**Description of the task**
Copy out exactly the lines below that run from the one holding "(hm(6, 25), 0, hm(7, 15)" to the one holding "let expected = if", keeping both of those lines and no others.
(Data extract)
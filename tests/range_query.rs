use dev_utils::{hm, one_minute_walk, random_network, shortcut_network, single_line_network, stop, MINUTE};
use raptor::{range_query, DepartureWindow, Itinerary, RaptorCore, StopAccess};

const EPSILON: f64 = 1e-9;

fn summary(itineraries: &[Itinerary]) -> Vec<(u32, u32, u32)> {
    itineraries.iter().map(|i| (i.departure_time, i.transfer_count, i.arrival_time())).collect()
}

fn assert_non_dominated(itineraries: &[Itinerary]) {
    for (i, a) in itineraries.iter().enumerate() {
        for (j, b) in itineraries.iter().enumerate() {
            if i != j {
                assert!(!b.dominates(a), "{b:?} dominates {a:?}");
                assert!(
                    (a.transfer_count, a.departure_time, a.travel_time) != (b.transfer_count, b.departure_time, b.travel_time),
                    "duplicate {a:?}"
                );
            }
        }
    }
}

#[test]
fn shortcut_is_offered_next_to_the_direct_line() {
    let network = shortcut_network();
    let window = DepartureWindow::new(hm(5, 40), hm(6, 0), hm(6, 50));
    let long_walk = 7 * MINUTE + 45;
    let egress = [StopAccess::new(stop(&network, "g"), long_walk, network.config.walking_cost(long_walk))];
    let itineraries = range_query(&network, window, &[one_minute_walk(&network, "a")], &egress);

    assert_eq!(summary(&itineraries), vec![
        (hm(5, 45), 0, hm(6, 35) + 45),
        (hm(5, 45), 1, hm(6, 16) + 45),
        (hm(6, 5), 0, hm(6, 55) + 45),
        (hm(6, 25), 0, hm(7, 15) + 45),
        (hm(6, 45), 0, hm(7, 35) + 45),
        (hm(6, 45), 1, hm(7, 16) + 45),
    ]);
    for itinerary in &itineraries {
        let expected = if itinerary.transfer_count == 0 { 10.15 } else { 7.35 };
        assert!((itinerary.cost - expected).abs() < EPSILON, "{itinerary:?}");
    }
    assert_non_dominated(&itineraries);
}

#[test]
fn every_departure_in_the_window_is_reported_once() {
    let network = single_line_network();
    let window = DepartureWindow::new(hm(5, 30), hm(6, 0), hm(6, 30));
    let itineraries = range_query(&network, window, &[one_minute_walk(&network, "a")], &[one_minute_walk(&network, "c")]);

    let departures: Vec<_> = itineraries.iter().map(|itinerary| itinerary.departure_time).collect();
    assert_eq!(departures, vec![hm(5, 45), hm(6, 5), hm(6, 25)]);
    for itinerary in &itineraries {
        assert_eq!(itinerary.travel_time, 28 * MINUTE);
        assert_eq!(itinerary.legs.len(), 3);
        // Leaving just in time means no waiting at all.
        assert!((itinerary.cost - (0.2 + 26.0 * 0.2 + 0.2)).abs() < EPSILON);
    }
}

#[test]
fn empty_window_finds_nothing() {
    let network = single_line_network();
    let window = DepartureWindow::new(hm(5, 7), hm(5, 10), hm(5, 20));
    let itineraries = range_query(&network, window, &[one_minute_walk(&network, "a")], &[one_minute_walk(&network, "c")]);
    assert!(itineraries.is_empty());
}

#[test]
fn range_results_are_pareto_sets_on_random_networks() {
    for seed in 0..20 {
        let network = random_network(seed, 30, 12);
        let access = [StopAccess::new(0, 2 * MINUTE, 0.4), StopAccess::new(1, 4 * MINUTE, 0.8)];
        let egress = [StopAccess::new(28, 3 * MINUTE, 0.6), StopAccess::new(29, MINUTE, 0.2)];
        let window = DepartureWindow::around(hm(6, 0), 30 * MINUTE, 60 * MINUTE);

        let itineraries = RaptorCore::new(&network).calc_routes(window, &access, &egress);
        assert_non_dominated(&itineraries);
        assert!(itineraries.windows(2).all(|pair| pair[0].departure_time <= pair[1].departure_time), "seed {seed}");
        for itinerary in &itineraries {
            assert!(itinerary.is_found(), "seed {seed}");
            assert!(itinerary.departure_time >= window.earliest.saturating_sub(MINUTE), "seed {seed}");
            assert!(itinerary.departure_time <= window.latest, "seed {seed}");
        }

        let again = range_query(&network, window, &access, &egress);
        assert_eq!(summary(&itineraries), summary(&again), "seed {seed}");
    }
}
fn improves(candidate: PathfindingCost, best: PathfindingCost, strict: bool) -> bool {
    candidate < best || (!strict && candidate <= best)
}

/// Mutable state of the round based least cost search.
///
/// One core serves one query at a time; the network it reads from can be shared between any number of cores.
pub struct RaptorCore<'a> {
    network: &'a Network,
    labels: Labels,
    arrival_path_per_route_stop: Vec<Option<LabelId>>,
    egress_cost_per_route_stop: Vec<PathfindingCost>,
    least_arrival_cost_at_route_stop: Vec<PathfindingCost>,
    least_arrival_cost_at_stop: Vec<PathfindingCost>,
    arrival_path_per_stop: Vec<Option<LabelId>>,
    // Transfer results are only published to the stops once all transfers of a round are relaxed.
    tmp_arrival_path_per_stop: Vec<Option<LabelId>>,
    improved_route_stops: FixedBitSet,
    improved_stops: FixedBitSet,
    tmp_improved_stops: FixedBitSet,
    destination_route_stops: FixedBitSet,
    destinations: Vec<StopAccess>,
    best_arrival_cost: PathfindingCost,
    max_transfers: u32,
    max_transfers_after_first_arrival: u32,
}

impl<'a> RaptorCore<'a> {
    pub fn new(network: &'a Network) -> Self {
        let num_route_stops = network.num_route_stops();
        let num_stops = network.num_stops();
        Self {
            network,
            labels: Labels::new(),
            arrival_path_per_route_stop: vec![None; num_route_stops],
            egress_cost_per_route_stop: vec![PathfindingCost::INFINITY; num_route_stops],
            least_arrival_cost_at_route_stop: vec![PathfindingCost::INFINITY; num_route_stops],
            least_arrival_cost_at_stop: vec![PathfindingCost::INFINITY; num_stops],
            arrival_path_per_stop: vec![None; num_stops],
            tmp_arrival_path_per_stop: vec![None; num_stops],
            improved_route_stops: FixedBitSet::with_capacity(num_route_stops),
            improved_stops: FixedBitSet::with_capacity(num_stops),
            tmp_improved_stops: FixedBitSet::with_capacity(num_stops),
            destination_route_stops: FixedBitSet::with_capacity(num_route_stops),
            destinations: Vec::new(),
            best_arrival_cost: PathfindingCost::INFINITY,
            max_transfers: network.config.max_transfers,
            max_transfers_after_first_arrival: network.config.max_transfers_after_first_arrival,
        }
    }

    /// Overrides the round limits taken from the network's config.
    pub fn with_max_transfers(mut self, max_transfers: u32, max_transfers_after_first_arrival: u32) -> Self {
        self.max_transfers = max_transfers;
        self.max_transfers_after_first_arrival = max_transfers_after_first_arrival;
        self
    }

    /// Labels created by the last query.
    pub fn labels(&self) -> &Labels { &self.labels }

    /// Finds the least cost itinerary leaving at `departure_time` from any of `access` to any of `egress`.
    pub fn calc_least_cost_route(
        &mut self,
        departure_time: Timestamp,
        access: &[StopAccess],
        egress: &[StopAccess],
    ) -> Itinerary<'a> {
        log::debug!(
            "Least cost query at {} from {} access to {} egress stops.",
            crate::utils::get_time_str(departure_time),
            access.len(),
            egress.len()
        );
        self.reset();
        self.register_destinations(egress);
        self.seed_access(departure_time, access);

        let mut allowed_transfers_left = self.max_transfers_after_first_arrival;
        for round in 0..=self.max_transfers {
            self.explore_routes();
            log::trace!("Round {}: {} stops improved by routes.", round, self.improved_stops.count_ones(..));

            if self.find_least_cost_arrival().is_some() {
                if allowed_transfers_left == 0 {
                    break;
                }
                allowed_transfers_left -= 1;
            }

            if self.improved_stops.is_clear() {
                break;
            }

            self.handle_transfers(true);
            log::trace!("Round {}: {} route stops improved by transfers.", round, self.improved_route_stops.count_ones(..));

            if self.improved_route_stops.is_clear() {
                break;
            }
        }

        let destination = self.find_least_cost_arrival().map(|egress| self.labels.push(egress));
        let itinerary = Itinerary::assemble(self.network, &self.labels, destination, departure_time, 0.0);
        log::debug!(
            "Least cost query done with {} labels, cost {:.3}, {} transfers.",
            self.labels.len(),
            itinerary.cost,
            itinerary.transfer_count
        );
        itinerary
    }

    fn reset(&mut self) {
        self.labels.clear();
        self.arrival_path_per_route_stop.fill(None);
        self.egress_cost_per_route_stop.fill(PathfindingCost::INFINITY);
        self.least_arrival_cost_at_route_stop.fill(PathfindingCost::INFINITY);
        self.least_arrival_cost_at_stop.fill(PathfindingCost::INFINITY);
        self.arrival_path_per_stop.fill(None);
        self.tmp_arrival_path_per_stop.fill(None);
        self.improved_route_stops.clear();
        self.improved_stops.clear();
        self.tmp_improved_stops.clear();
        self.destination_route_stops.clear();
        self.destinations.clear();
        self.best_arrival_cost = PathfindingCost::INFINITY;
    }

    // Repeated egress entries for the same stop replace each other.
    fn register_destinations(&mut self, egress: &[StopAccess]) {
        for access in egress {
            match self.destinations.iter_mut().find(|destination| destination.stop == access.stop) {
                Some(destination) => *destination = *access,
                None => self.destinations.push(*access),
            }
        }
        for destination in &self.destinations {
            for &route_stop in self.network.route_stops_at(destination.stop) {
                self.destination_route_stops.insert(route_stop as usize);
                self.egress_cost_per_route_stop[route_stop as usize] = destination.cost;
            }
        }
    }

    // Two access entries reaching the same route stop keep the cheaper one.
    fn seed_access(&mut self, departure_time: Timestamp, access: &[StopAccess]) {
        let network = self.network;
        for access in access {
            for &route_stop in network.route_stops_at(access.stop) {
                if access.cost >= self.least_arrival_cost_at_route_stop[route_stop as usize] {
                    continue;
                }
                self.set_initial_label(route_stop, departure_time + access.time, access.cost);
            }
        }
    }

    fn set_initial_label(&mut self, route_stop: RouteStopIndex, arrival_time: Timestamp, arrival_cost: PathfindingCost) -> LabelId {
        let label = self.labels.push(PathElement {
            coming_from: None,
            to_route_stop: Some(route_stop),
            arrival_time,
            arrival_cost,
            transfer_count: 0,
            arrival: Arrival::Walk,
        });
        let stop = self.network.get_route_stop(route_stop).stop_idx as usize;
        self.arrival_path_per_route_stop[route_stop as usize] = Some(label);
        self.least_arrival_cost_at_route_stop[route_stop as usize] = arrival_cost;
        self.arrival_path_per_stop[stop] = Some(label);
        self.least_arrival_cost_at_stop[stop] = arrival_cost;
        self.improved_route_stops.insert(route_stop as usize);
        label
    }

    fn explore_routes(&mut self) {
        self.improved_stops.clear();
        let improved_route_stops = std::mem::take(&mut self.improved_route_stops);

        // Only the first improved route stop of a route starts a scan, which then covers the rest of the route.
        let mut handled_route = None;
        for first_route_stop in improved_route_stops.ones() {
            let route_idx = self.network.route_stops[first_route_stop].route_idx;
            if handled_route == Some(route_idx) {
                continue;
            }
            let Some(label) = self.arrival_path_per_route_stop[first_route_stop] else {
                continue;
            };
            let Some(boarding) = self.board(first_route_stop as RouteStopIndex, label) else {
                continue;
            };
            if boarding.cost > self.best_arrival_cost {
                continue;
            }
            handled_route = Some(route_idx);
            self.ride(first_route_stop, boarding);
        }

        self.improved_route_stops = improved_route_stops;
    }

    // Boards the next trip leaving `route_stop` after the arrival of `label`.
    fn board(&self, route_stop: RouteStopIndex, label: LabelId) -> Option<Boarding> {
        let element = &self.labels[label];
        let departure = self.network.next_departure_index(route_stop, element.arrival_time)?;
        let trip_start = self.network.departures[departure as usize];
        let vehicle_arrival = trip_start + self.network.get_route_stop(route_stop).arrival_offset;
        let boarding_time = element.arrival_time.max(vehicle_arrival);
        let waiting_cost = self.network.config.waiting_cost(boarding_time - element.arrival_time);
        Some(Boarding { label, departure, trip_start, boarding_time, cost: element.arrival_cost + waiting_cost })
    }

    fn ride(&mut self, first_route_stop: usize, mut boarding: Boarding) {
        let network = self.network;
        let route = network.get_route(network.route_stops[first_route_stop].route_idx);
        let end = route.route_stops_idx + route.num_route_stops;

        for to_route_stop in (first_route_stop + 1)..end {
            let route_stop = &network.route_stops[to_route_stop];
            let arrival_time = boarding.trip_start + route_stop.arrival_offset;
            let in_vehicle_time = arrival_time.saturating_sub(boarding.boarding_time);
            let arrival_cost = boarding.cost + network.config.in_vehicle_cost(in_vehicle_time);

            if arrival_cost <= self.least_arrival_cost_at_route_stop[to_route_stop] {
                let transfer_count = self.labels[boarding.label].transfer_count;
                let label = self.labels.push(PathElement {
                    coming_from: Some(boarding.label),
                    to_route_stop: Some(to_route_stop as RouteStopIndex),
                    arrival_time,
                    arrival_cost,
                    transfer_count,
                    arrival: Arrival::Ride { departure: boarding.departure },
                });
                self.arrival_path_per_route_stop[to_route_stop] = Some(label);
                self.least_arrival_cost_at_route_stop[to_route_stop] = arrival_cost;

                let stop = route_stop.stop_idx as usize;
                if arrival_cost <= self.least_arrival_cost_at_stop[stop] {
                    self.least_arrival_cost_at_stop[stop] = arrival_cost;
                    self.arrival_path_per_stop[stop] = Some(label);
                    self.improved_stops.insert(stop);
                    self.check_for_best_arrival(to_route_stop, arrival_cost);
                }
            } else if let Some(label) = self.arrival_path_per_route_stop[to_route_stop] {
                // A cheaper arrival exists here already; continue on its trip if boarding that is cheaper.
                if let Some(alternative) = self.board(to_route_stop as RouteStopIndex, label) {
                    if alternative.cost < arrival_cost {
                        boarding = alternative;
                    }
                }
            }
        }
    }

    fn check_for_best_arrival(&mut self, route_stop: usize, arrival_cost: PathfindingCost) {
        if self.destination_route_stops.contains(route_stop) {
            let total_cost = arrival_cost + self.egress_cost_per_route_stop[route_stop];
            if total_cost < self.best_arrival_cost {
                self.best_arrival_cost = total_cost;
            }
        }
    }

    /// Relaxes the transfers of every stop improved by the last route scan.
    ///
    /// In strict mode only strictly cheaper arrivals replace existing ones.
    fn handle_transfers(&mut self, strict: bool) {
        self.improved_route_stops.clear();
        self.tmp_improved_stops.clear();
        let network = self.network;

        for stop in self.improved_stops.ones() {
            let Some(from_label) = self.arrival_path_per_stop[stop] else {
                continue;
            };
            let from = self.labels[from_label];
            if from.arrival_cost > self.best_arrival_cost {
                continue;
            }
            let Some(from_route_stop) = from.to_route_stop else {
                continue;
            };
            for transfer in network.transfers_from(from_route_stop) {
                let to_route_stop = transfer.to_route_stop as usize;
                let arrival_cost = from.arrival_cost + transfer.cost;
                if !improves(arrival_cost, self.least_arrival_cost_at_route_stop[to_route_stop], strict) {
                    continue;
                }
                let label = self.labels.push(PathElement {
                    coming_from: Some(from_label),
                    to_route_stop: Some(transfer.to_route_stop),
                    arrival_time: from.arrival_time + transfer.time,
                    arrival_cost,
                    transfer_count: from.transfer_count + 1,
                    arrival: Arrival::Walk,
                });
                self.arrival_path_per_route_stop[to_route_stop] = Some(label);
                self.least_arrival_cost_at_route_stop[to_route_stop] = arrival_cost;
                self.improved_route_stops.insert(to_route_stop);

                let to_stop = network.route_stops[to_route_stop].stop_idx as usize;
                if improves(arrival_cost, self.least_arrival_cost_at_stop[to_stop], strict) {
                    self.least_arrival_cost_at_stop[to_stop] = arrival_cost;
                    self.tmp_arrival_path_per_stop[to_stop] = Some(label);
                    self.tmp_improved_stops.insert(to_stop);
                }
            }
        }

        for stop in self.tmp_improved_stops.ones() {
            self.arrival_path_per_stop[stop] = self.tmp_arrival_path_per_stop[stop];
        }
    }

    /// The cheapest way out of the network from the current stop labels, as an unsaved egress label.
    ///
    /// Equal total costs are resolved in favour of fewer transfers.
    fn find_least_cost_arrival(&self) -> Option<PathElement> {
        let mut least_cost_path: Option<PathElement> = None;
        for destination in &self.destinations {
            let Some(&Some(label)) = self.arrival_path_per_stop.get(destination.stop as usize) else {
                continue;
            };
            let element = &self.labels[label];
            let total_cost = element.arrival_cost + destination.cost;
            let is_better = least_cost_path.as_ref().map_or(true, |best| {
                total_cost < best.arrival_cost
                    || (total_cost == best.arrival_cost && element.transfer_count < best.transfer_count)
            });
            if is_better {
                least_cost_path = Some(PathElement {
                    coming_from: Some(label),
                    to_route_stop: None,
                    arrival_time: element.arrival_time + destination.time,
                    arrival_cost: total_cost,
                    transfer_count: element.transfer_count,
                    arrival: Arrival::Walk,
                });
            }
        }
        least_cost_path
    }
}
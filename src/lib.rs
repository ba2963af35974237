pub mod network;

pub use network::{Network, NetworkError};

pub mod builder;

pub use builder::{NetworkBuilder, RouteStopTimes};

pub mod config;

pub use config::RaptorConfig;

pub mod gtfs;

pub mod label;

pub mod journey;

pub use journey::{Itinerary, Leg, WalkKind};

pub mod raptor;

pub use raptor::{range_query, raptor_query, DepartureWindow, RaptorCore, StopAccess};

pub mod utils;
(End Data extract)
**Reply to the exercise**
        (hm(6, 25), 0, hm(7, 15) + 45),
        (hm(6, 45), 0, hm(7, 35) + 45),
        (hm(6, 45), 1, hm(7, 16) + 45),
    ]);
    for itinerary in &itineraries {
        let expected = if itinerary.transfer_count == 0 { 10.15 } else { 7.35 };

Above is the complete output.